*Exercise*: Across all the records below, how many lines contain "encoded"? Respond with only the number.
(Data shown Opens)
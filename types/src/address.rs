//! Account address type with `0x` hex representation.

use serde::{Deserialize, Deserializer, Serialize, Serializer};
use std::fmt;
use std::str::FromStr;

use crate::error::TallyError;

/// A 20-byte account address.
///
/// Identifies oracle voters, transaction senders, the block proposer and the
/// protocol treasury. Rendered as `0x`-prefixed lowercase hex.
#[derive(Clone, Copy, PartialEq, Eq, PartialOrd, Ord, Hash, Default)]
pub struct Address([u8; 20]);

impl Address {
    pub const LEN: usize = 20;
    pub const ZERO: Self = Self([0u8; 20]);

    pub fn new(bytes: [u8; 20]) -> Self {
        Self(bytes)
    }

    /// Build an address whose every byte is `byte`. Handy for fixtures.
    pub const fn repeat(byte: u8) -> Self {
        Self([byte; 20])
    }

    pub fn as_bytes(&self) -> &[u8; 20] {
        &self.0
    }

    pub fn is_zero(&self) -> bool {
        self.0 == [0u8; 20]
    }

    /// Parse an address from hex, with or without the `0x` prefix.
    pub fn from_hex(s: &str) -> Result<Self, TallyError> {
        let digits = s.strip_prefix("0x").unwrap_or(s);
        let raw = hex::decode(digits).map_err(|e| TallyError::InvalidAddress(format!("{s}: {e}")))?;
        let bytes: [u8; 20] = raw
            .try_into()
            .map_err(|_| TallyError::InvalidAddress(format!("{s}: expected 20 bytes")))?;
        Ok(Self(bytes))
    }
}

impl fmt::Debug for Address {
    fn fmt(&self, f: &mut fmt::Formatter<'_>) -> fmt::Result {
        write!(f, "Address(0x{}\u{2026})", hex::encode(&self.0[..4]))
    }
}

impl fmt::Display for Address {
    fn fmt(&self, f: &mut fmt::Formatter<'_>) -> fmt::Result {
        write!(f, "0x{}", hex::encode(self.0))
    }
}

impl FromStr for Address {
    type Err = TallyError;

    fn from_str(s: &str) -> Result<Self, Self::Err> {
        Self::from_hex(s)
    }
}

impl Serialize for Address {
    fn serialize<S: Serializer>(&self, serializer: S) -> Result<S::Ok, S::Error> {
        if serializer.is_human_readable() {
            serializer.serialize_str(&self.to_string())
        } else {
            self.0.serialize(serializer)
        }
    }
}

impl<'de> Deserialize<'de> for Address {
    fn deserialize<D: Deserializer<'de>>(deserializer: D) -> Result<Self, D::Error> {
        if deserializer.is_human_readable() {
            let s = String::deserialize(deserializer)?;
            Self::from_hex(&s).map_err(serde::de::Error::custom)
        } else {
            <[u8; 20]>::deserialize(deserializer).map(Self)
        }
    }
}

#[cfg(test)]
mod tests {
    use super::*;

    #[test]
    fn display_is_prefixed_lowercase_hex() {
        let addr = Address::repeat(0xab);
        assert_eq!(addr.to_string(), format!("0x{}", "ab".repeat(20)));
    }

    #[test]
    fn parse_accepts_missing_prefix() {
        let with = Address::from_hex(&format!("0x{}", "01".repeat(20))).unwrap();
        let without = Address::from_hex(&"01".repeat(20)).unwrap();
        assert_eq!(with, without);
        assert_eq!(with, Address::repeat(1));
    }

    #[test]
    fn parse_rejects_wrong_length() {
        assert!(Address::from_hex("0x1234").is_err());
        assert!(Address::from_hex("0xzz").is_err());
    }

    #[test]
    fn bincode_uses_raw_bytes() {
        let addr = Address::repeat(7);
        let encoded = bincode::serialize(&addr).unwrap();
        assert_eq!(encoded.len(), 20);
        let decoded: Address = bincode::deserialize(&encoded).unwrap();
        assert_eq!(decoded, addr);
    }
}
(Data shown Closes)
*Output of the task*: 3